* Assignment:
Copy out every line holding the string "Overrides" from the records below.

── Extracted information

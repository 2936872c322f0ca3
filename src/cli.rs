//! Command-line argument parsing.

use std::env;
use std::path::PathBuf;

/// Parsed CLI arguments.
#[derive(Debug, Default)]
pub struct CliOptions {
    pub scenario: Option<PathBuf>,
    pub preset: Option<String>,
    /// Overrides `generation.csv` from the scenario.
    pub generation: Option<PathBuf>,
    /// Overrides `consumption.loads_csv` from the scenario.
    pub consumption: Option<PathBuf>,
    pub results_out: Option<PathBuf>,
    pub sweep_out: Option<PathBuf>,
    pub no_sweep: bool,
    pub serve: bool,
    pub port: u16,
}

/// Outcome of argument parsing.
#[derive(Debug)]
pub enum Command {
    Run(CliOptions),
    Help,
}

pub fn parse_args() -> Result<Command, String> {
    parse_args_from(env::args().skip(1).collect())
}

pub fn parse_args_from(args: Vec<String>) -> Result<Command, String> {
    let mut opts = CliOptions {
        port: 3000,
        ..CliOptions::default()
    };

    let mut i = 0usize;
    while i < args.len() {
        match args[i].as_str() {
            "--help" | "-h" => return Ok(Command::Help),
            "--scenario" => {
                i += 1;
                let path = args.next_or_err(
                    i,
                    "missing value for --scenario (expected a TOML file path)",
                )?;
                set_once(&mut opts.scenario, PathBuf::from(path), "--scenario")?;
            }
            "--preset" => {
                i += 1;
                let name = args.next_or_err(
                    i,
                    "missing value for --preset (expected a preset name)",
                )?;
                set_once(&mut opts.preset, name.to_string(), "--preset")?;
            }
            "--generation" => {
                i += 1;
                let path = args.next_or_err(
                    i,
                    "missing value for --generation (expected a CSV file path)",
                )?;
                set_once(&mut opts.generation, PathBuf::from(path), "--generation")?;
            }
            "--consumption" => {
                i += 1;
                let path = args.next_or_err(
                    i,
                    "missing value for --consumption (expected a CSV file path)",
                )?;
                set_once(&mut opts.consumption, PathBuf::from(path), "--consumption")?;
            }
            "--results-out" => {
                i += 1;
                let path = args.next_or_err(
                    i,
                    "missing value for --results-out (expected a file path)",
                )?;
                set_once(&mut opts.results_out, PathBuf::from(path), "--results-out")?;
            }
            "--sweep-out" => {
                i += 1;
                let path = args.next_or_err(
                    i,
                    "missing value for --sweep-out (expected a file path)",
                )?;
                set_once(&mut opts.sweep_out, PathBuf::from(path), "--sweep-out")?;
            }
            "--no-sweep" => opts.no_sweep = true,
            "--serve" => opts.serve = true,
            "--port" => {
                i += 1;
                let raw = args.next_or_err(i, "missing value for --port (expected a u16)")?;
                opts.port = raw
                    .parse()
                    .map_err(|_| format!("--port value \"{raw}\" is not a valid u16"))?;
            }
            other => return Err(format!("unknown argument: {other}")),
        }
        i += 1;
    }

    if opts.scenario.is_some() && opts.preset.is_some() {
        return Err(
            "arguments `--scenario` and `--preset` are mutually exclusive; choose one source"
                .to_string(),
        );
    }
    if opts.no_sweep && opts.sweep_out.is_some() {
        return Err("`--sweep-out` cannot be combined with `--no-sweep`".to_string());
    }

    Ok(Command::Run(opts))
}

fn set_once<T>(slot: &mut Option<T>, value: T, flag: &str) -> Result<(), String> {
    if slot.replace(value).is_some() {
        return Err(format!("{flag} provided more than once"));
    }
    Ok(())
}

trait SliceArgExt {
    fn next_or_err(&self, index: usize, err: &str) -> Result<&str, String>;
}

impl SliceArgExt for [String] {
    fn next_or_err(&self, index: usize, err: &str) -> Result<&str, String> {
        self.get(index)
            .map(String::as_str)
            .ok_or_else(|| err.to_string())
    }
}

pub fn print_usage() {
    eprintln!("pv-autonomy: stand-alone PV + battery autonomy simulator");
    eprintln!();
    eprintln!("Usage: pv-autonomy [OPTIONS]");
    eprintln!();
    eprintln!("Options:");
    eprintln!("  --scenario <path>        Load scenario from TOML config file");
    eprintln!("  --preset <name>          Use a built-in preset (baseline, large_battery)");
    eprintln!("  --generation <path>      Daily generation CSV for a 1 kW panel");
    eprintln!("  --consumption <path>     Per-device consumption CSV (summed)");
    eprintln!("  --results-out <path>     Export per-day results to CSV");
    eprintln!("  --sweep-out <path>       Export the autonomy sweep to CSV");
    eprintln!("  --no-sweep               Skip the autonomy sweep");
    eprintln!("  --serve                  Start REST API server after simulation (feature `api`)");
    eprintln!("  --port <u16>             API server port (default: 3000)");
    eprintln!("  --help                   Show this help message");
    eprintln!();
    eprintln!("If no --scenario or --preset is given, the baseline preset is used.");
}

#[cfg(test)]
mod tests {
    use super::*;

    fn args(list: &[&str]) -> Vec<String> {
        list.iter().map(|s| s.to_string()).collect()
    }

    fn run(list: &[&str]) -> CliOptions {
        match parse_args_from(args(list)) {
            Ok(Command::Run(opts)) => opts,
            other => panic!("expected run options, got {other:?}"),
        }
    }

    #[test]
    fn supports_scenario_and_generation() {
        let opts = run(&["--scenario", "s.toml", "--generation", "gen.csv"]);
        assert_eq!(opts.scenario, Some(PathBuf::from("s.toml")));
        assert_eq!(opts.generation, Some(PathBuf::from("gen.csv")));
        assert!(opts.preset.is_none());
        assert_eq!(opts.port, 3000);
    }

    #[test]
    fn supports_outputs_and_port() {
        let opts = run(&[
            "--preset",
            "baseline",
            "--results-out",
            "days.csv",
            "--sweep-out",
            "sweep.csv",
            "--serve",
            "--port",
            "8080",
        ]);
        assert_eq!(opts.preset.as_deref(), Some("baseline"));
        assert_eq!(opts.results_out, Some(PathBuf::from("days.csv")));
        assert_eq!(opts.sweep_out, Some(PathBuf::from("sweep.csv")));
        assert!(opts.serve);
        assert_eq!(opts.port, 8080);
    }

    #[test]
    fn help_flag() {
        assert!(matches!(parse_args_from(args(&["-h"])), Ok(Command::Help)));
    }

    #[test]
    fn scenario_and_preset_are_exclusive() {
        let err = parse_args_from(args(&["--scenario", "a.toml", "--preset", "baseline"]));
        assert!(err.is_err());
    }

    #[test]
    fn repeated_flag_is_rejected() {
        let err = parse_args_from(args(&["--generation", "a.csv", "--generation", "b.csv"]));
        assert_eq!(err.err().as_deref(), Some("--generation provided more than once"));
    }

    #[test]
    fn missing_value_and_bad_port() {
        assert!(parse_args_from(args(&["--generation"])).is_err());
        assert!(parse_args_from(args(&["--port", "99999"])).is_err());
        assert!(parse_args_from(args(&["--bogus"])).is_err());
    }

    #[test]
    fn sweep_out_conflicts_with_no_sweep() {
        assert!(parse_args_from(args(&["--no-sweep", "--sweep-out", "s.csv"])).is_err());
    }
}
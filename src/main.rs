//! pv-autonomy entry point: CLI wiring, input loading and report printing.

mod cli;

use std::path::{Path, PathBuf};
use std::process;

use tracing::{error, info};
use tracing_subscriber::EnvFilter;

use pv_autonomy::config::ScenarioConfig;
use pv_autonomy::io::consumption::read_consumption_csv;
use pv_autonomy::io::export::{export_days_csv, export_sweep_csv};
use pv_autonomy::io::generation::read_generation_csv;
use pv_autonomy::sim::kpi::SummaryReport;
use pv_autonomy::sim::soc::simulate;
use pv_autonomy::sim::sweep::{SweepTable, sweep};
use pv_autonomy::sim::types::{GenerationSeries, SimulationParameters, SimulationResult};

use crate::cli::{CliOptions, Command};

/// Everything produced by one invocation.
struct RunOutput {
    parameters: SimulationParameters,
    result: SimulationResult,
    summary: SummaryReport,
    sweep: Option<SweepTable>,
}

fn init_tracing() {
    let filter = EnvFilter::try_from_default_env().unwrap_or_else(|_| EnvFilter::new("info"));
    tracing_subscriber::fmt()
        .with_env_filter(filter)
        .with_writer(std::io::stderr)
        .init();
}

/// Loads the scenario: `--scenario` takes priority, then `--preset`, then baseline.
fn load_scenario(cli: &CliOptions) -> Result<ScenarioConfig, String> {
    let mut scenario = if let Some(ref path) = cli.scenario {
        ScenarioConfig::from_toml_file(path).map_err(|e| e.to_string())?
    } else if let Some(ref name) = cli.preset {
        ScenarioConfig::from_preset(name).map_err(|e| e.to_string())?
    } else {
        ScenarioConfig::baseline()
    };

    if let Some(ref path) = cli.generation {
        scenario.generation.csv = Some(path.clone());
    }
    if let Some(ref path) = cli.consumption {
        scenario.consumption.loads_csv = Some(path.clone());
    }

    let errors = scenario.validate();
    if !errors.is_empty() {
        return Err(errors
            .iter()
            .map(ToString::to_string)
            .collect::<Vec<_>>()
            .join("\n"));
    }
    Ok(scenario)
}

fn load_inputs(scenario: &ScenarioConfig) -> Result<(GenerationSeries, f64), String> {
    let generation_path: &PathBuf = scenario.generation.csv.as_ref().ok_or_else(|| {
        "no generation table: pass --generation <csv> or set generation.csv in the scenario"
            .to_string()
    })?;
    let series = read_generation_csv(generation_path).map_err(|e| e.to_string())?;

    let consumption_kwh = match scenario.consumption.loads_csv {
        Some(ref path) => read_consumption_csv(path).map_err(|e| e.to_string())?,
        None => scenario.consumption.total_kwh,
    };

    info!(
        days = series.len(),
        first = ?series.first_date(),
        last = ?series.last_date(),
        consumption_kwh,
        "inputs loaded"
    );
    Ok((series, consumption_kwh))
}

fn run(scenario: &ScenarioConfig, run_sweep: bool) -> Result<RunOutput, String> {
    let (series, consumption_kwh) = load_inputs(scenario)?;
    let parameters = scenario.parameters(consumption_kwh);

    let result = simulate(&series, &parameters).map_err(|e| e.to_string())?;
    let summary = SummaryReport::from_result(&result);

    let sweep = if run_sweep {
        Some(sweep(&series, &scenario.sweep_grid(), &parameters).map_err(|e| e.to_string())?)
    } else {
        None
    };

    Ok(RunOutput {
        parameters,
        result,
        summary,
        sweep,
    })
}

fn write_outputs(cli: &CliOptions, out: &RunOutput) -> Result<(), String> {
    if let Some(ref path) = cli.results_out {
        export_days_csv(&out.result.days, path)
            .map_err(|e| format!("failed to write \"{}\": {e}", path.display()))?;
        info!(path = %path.display(), "per-day results written");
    }
    if let (Some(path), Some(table)) = (cli.sweep_out.as_deref(), out.sweep.as_ref()) {
        export_sweep_csv(table, Path::new(path))
            .map_err(|e| format!("failed to write \"{}\": {e}", path.display()))?;
        info!(path = %path.display(), "sweep table written");
    }
    Ok(())
}

#[cfg(feature = "api")]
fn serve(out: RunOutput, port: u16) -> Result<(), String> {
    use std::net::SocketAddr;
    use std::sync::Arc;

    let state = Arc::new(pv_autonomy::api::AppState {
        parameters: out.parameters,
        summary: out.summary,
        result: out.result,
        sweep: out.sweep,
    });
    let addr = SocketAddr::from(([0, 0, 0, 0], port));
    let rt = tokio::runtime::Runtime::new()
        .map_err(|e| format!("failed to create tokio runtime: {e}"))?;
    rt.block_on(pv_autonomy::api::serve(state, addr))
        .map_err(|e| format!("server error on {addr}: {e}"))
}

#[cfg(not(feature = "api"))]
fn serve(_out: RunOutput, _port: u16) -> Result<(), String> {
    Err("--serve requires building with the `api` feature".to_string())
}

fn main() {
    init_tracing();

    let cli = match cli::parse_args() {
        Ok(Command::Run(opts)) => opts,
        Ok(Command::Help) => {
            cli::print_usage();
            process::exit(0);
        }
        Err(e) => {
            eprintln!("error: {e}");
            cli::print_usage();
            process::exit(1);
        }
    };

    let outcome = load_scenario(&cli).and_then(|scenario| run(&scenario, !cli.no_sweep));
    let out = match outcome {
        Ok(out) => out,
        Err(e) => {
            error!("{e}");
            process::exit(1);
        }
    };

    info!(
        parameters = ?out.parameters,
        days_below_min = out.result.days_below_min,
        "simulation finished"
    );
    for day in &out.result.days {
        println!("{day}");
    }
    println!("\n{}", out.summary);
    if let Some(ref table) = out.sweep {
        println!("\n{table}");
    }

    if let Err(e) = write_outputs(&cli, &out) {
        error!("{e}");
        process::exit(1);
    }

    if cli.serve {
        if let Err(e) = serve(out, cli.port) {
            error!("{e}");
            process::exit(1);
        }
    }
}
//! Shared test fixtures for integration tests.

#![allow(dead_code)]

use chrono::{Days, NaiveDate};
use pv_autonomy::sim::efficiency::EfficiencyFactors;
use pv_autonomy::sim::types::{GenerationSample, GenerationSeries, SimulationParameters};

/// First day of every fixture series.
pub fn start_date() -> NaiveDate {
    NaiveDate::from_ymd_opt(2024, 1, 1).unwrap()
}

/// Consecutive daily series starting at [`start_date`].
pub fn daily_series(values: &[f64]) -> GenerationSeries {
    GenerationSeries::new(
        values
            .iter()
            .enumerate()
            .map(|(i, &v)| GenerationSample::new(start_date() + Days::new(i as u64), v))
            .collect(),
    )
}

/// Two weeks alternating sunny and overcast spells (kWh per 1 kW panel).
pub fn winter_fortnight() -> GenerationSeries {
    daily_series(&[
        2.1, 1.4, 0.6, 0.3, 2.8, 3.2, 1.1, 0.4, 0.2, 0.9, 2.6, 3.0, 0.5, 0.3,
    ])
}

/// Reference installation (12 V / 250 Ah, 80% DoD, default efficiency chain).
pub fn reference_parameters(consumption_kwh: f64) -> SimulationParameters {
    SimulationParameters {
        total_consumption_kwh: consumption_kwh,
        ..SimulationParameters::default()
    }
}

/// 2000 Wh battery with a lossless chain, so demand equals consumption.
pub fn lossless_2kwh(consumption_kwh: f64) -> SimulationParameters {
    SimulationParameters {
        panel_power_kw: 1.0,
        total_consumption_kwh: consumption_kwh,
        efficiency: EfficiencyFactors::new(1.0, 1.0, 1.0, 1.0),
        battery_voltage_v: 20.0,
        battery_capacity_ah: 100.0,
        dod_pct: 80.0,
        initial_soc_pct: 100.0,
    }
}

/// Path of a file shipped under `data/`.
pub fn data_path(name: &str) -> std::path::PathBuf {
    std::path::Path::new(env!("CARGO_MANIFEST_DIR"))
        .join("data")
        .join(name)
}
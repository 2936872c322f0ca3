//! API response and query types.
//!
//! Day records use the same field names as the CSV export.

use chrono::NaiveDate;
use serde::{Deserialize, Serialize};

use crate::sim::balance::BalanceKind;
use crate::sim::kpi::SummaryReport;
use crate::sim::types::{DayResult, DerivedQuantities, SimulationParameters};

/// Combined summary response.
#[derive(Debug, Serialize)]
pub struct SummaryResponse {
    pub parameters: SimulationParameters,
    pub derived: DerivedQuantities,
    pub summary: SummaryReport,
}

/// One day, with the surplus/deficit classification added.
#[derive(Debug, Serialize)]
pub struct DayRecord {
    #[serde(flatten)]
    pub day: DayResult,
    pub balance_kind: BalanceKind,
}

impl From<&DayResult> for DayRecord {
    fn from(d: &DayResult) -> Self {
        Self {
            day: *d,
            balance_kind: d.balance_kind(),
        }
    }
}

/// Optional inclusive date range for the days endpoint.
#[derive(Debug, Deserialize)]
pub struct DaysQuery {
    pub from: Option<NaiveDate>,
    pub to: Option<NaiveDate>,
}

/// Error response body for 4xx errors.
#[derive(Debug, Serialize)]
pub struct ErrorResponse {
    pub error: String,
}

#[cfg(test)]
mod tests {
    use super::*;

    #[test]
    fn day_record_serializes_flat_with_kind() {
        let day = DayResult {
            date: NaiveDate::from_ymd_opt(2024, 2, 1).unwrap(),
            consumption_kwh: 1.0,
            generation_kwh: 0.5,
            demand_kwh: 1.3,
            balance_kwh: -0.8,
            soc_wh: 1200.0,
            soc_pct: 40.0,
            below_min: false,
        };
        let json = serde_json::to_value(DayRecord::from(&day)).unwrap();
        assert_eq!(json["date"], "2024-02-01");
        assert_eq!(json["soc_pct"], 40.0);
        assert_eq!(json["balance_kind"], "deficit");
    }
}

────

* Task output:
    /// Overrides `generation.csv` from the scenario.
    /// Overrides `consumption.loads_csv` from the scenario.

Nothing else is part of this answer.